Open MPI logo

Open MPI User's Mailing List Archives

  |   Home   |   Support   |   FAQ   |   all Open MPI User's mailing list

Subject: Re: [OMPI users] Trouble with SGE integration
From: Ondrej Glembek (glembek_at_[hidden])
Date: 2009-12-01 04:00:36


Hi

Reuti wrote:
>>
>> ./configure --prefix=/homes/kazi/glembek/share/openmpi-1.3.3-64
>> --with-sge --enable-shared --enable-static --host=x86_64-linux
>> --build=x86_64-linux NM=x86_64-linux-nm
>
> Is there any list of valid values for --host, --build and NM - and what
> is NM for?
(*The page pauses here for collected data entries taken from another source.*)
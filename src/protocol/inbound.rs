//! Inbound frames: decoding server pushes into [`InboundTask`].

use serde::{Deserialize, Deserializer};
use serde_json::Value;

use super::{MessageFragment, MessageId, Placement};
use crate::error::{FeedError, Result};

/// A decoded inbound frame. `tag` is the raw `task` string, kept so that
/// unrecognized tasks can still be named in logs.
#[derive(Debug, Clone, PartialEq)]
pub struct InboundFrame {
    pub tag: String,
    pub task: InboundTask,
}

/// Every server push this client understands.
#[derive(Debug, Clone, PartialEq, Deserialize)]
#[serde(tag = "task", rename_all = "snake_case")]
pub enum InboundTask {
    /// Replace the main content container.
    Content { content: String },
    /// Replace a named container.
    SubContent { container: String, content: String },
    Banner { content: String },
    DetailBanner { content: String },
    Dialog { content: String },
    HideDialog,
    /// Open the message editor dialog for `message_id` (0 for a new message).
    EditMessage {
        content: String,
        #[serde(default)]
        message_id: MessageId,
    },
    /// Full feed replace.
    Messages(FeedReplace),
    MoreOldMessages {
        #[serde(default)]
        messages: Vec<MessageFragment>,
    },
    MoreNewMessages {
        #[serde(default)]
        messages: Vec<MessageFragment>,
    },
    NoMoreOldMessages,
    NoMoreNewMessages,
    DeliverMessageTeaser { teaser: String },
    InjectDeliverNewMessage(Injection),
    RemoveMessage { message_id: MessageId },
    InlineReplyBox {
        content: String,
        message_id: MessageId,
        #[serde(default)]
        parent_mid: MessageId,
    },
    RemoveReplyContainer { message_id: MessageId },
    PostCompletedReply {
        content: String,
        message_id: MessageId,
    },
    FilesUploaded {
        content: String,
        message_id: MessageId,
    },
    /// Server asks for a full reload.
    Reload,
    Pong,
    #[serde(other)]
    Unrecognized,
}

/// Payload of the `messages` task.
#[derive(Debug, Clone, PartialEq, Deserialize)]
pub struct FeedReplace {
    #[serde(default)]
    pub messages: Vec<MessageFragment>,
    #[serde(default, deserialize_with = "flag")]
    pub scroll_to_bottom: bool,
    #[serde(default)]
    pub filt: Option<String>,
    #[serde(default)]
    pub filter_banner: Option<String>,
    #[serde(default = "default_true", deserialize_with = "flag")]
    pub more_older: bool,
    #[serde(default, deserialize_with = "flag")]
    pub more_newer: bool,
}

/// Payload of `inject_deliver_new_message`.
#[derive(Debug, Clone, PartialEq, Deserialize)]
pub struct Injection {
    pub content: String,
    pub new_mid: MessageId,
    /// `0` on the wire means "no reference".
    #[serde(default)]
    pub reference_mid: MessageId,
    #[serde(default)]
    pub placement: Option<Placement>,
    #[serde(default)]
    pub parent_mid: Option<MessageId>,
}

fn default_true() -> bool {
    true
}

/// The server sends booleans both as JSON bools and as `0`/`1`.
fn flag<'de, D: Deserializer<'de>>(deserializer: D) -> std::result::Result<bool, D::Error> {
    match Value::deserialize(deserializer)? {
        Value::Bool(b) => Ok(b),
        Value::Number(n) => Ok(n.as_f64().is_some_and(|v| v != 0.0)),
        Value::String(s) => Ok(matches!(s.as_str(), "1" | "true")),
        Value::Null => Ok(false),
        other => Err(serde::de::Error::custom(format!("expected flag, got {other}"))),
    }
}

/// Decode one text frame.
///
/// Unknown tags are not an error: they decode to
/// [`InboundTask::Unrecognized`]. A known tag with bad fields is
/// [`FeedError::Protocol`].
pub fn decode(text: &str) -> Result<InboundFrame> {
    let value: Value = serde_json::from_str(text)?;
    let tag = value
        .get("task")
        .and_then(Value::as_str)
        .ok_or(FeedError::MissingTask)?
        .to_owned();
    let task = InboundTask::deserialize(value).map_err(|e| FeedError::protocol(&tag, e))?;
    Ok(InboundFrame { tag, task })
}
From the ./configure --help I would "assume" that one can
> tell Open MPI to prepare to BUILD on a PPC platform, although I'm
> issuing the command on a x86, and the result of the PPC compile should
> be to run on x86_64. Maybe you can leave it out, as it's the same in
> your case?

This is not the problem... We have both 32bit and 64bit machines and the
problem occurs on both (i.e. omitting the --host --build, etc)...

>
>> Is there any way to force the ssh before the (...) term???
>
> Using SSH directly would bypass SGE's startup. What are your entries for
> qrsh_daemon and so on in SGE's configuration? Which version of SGE?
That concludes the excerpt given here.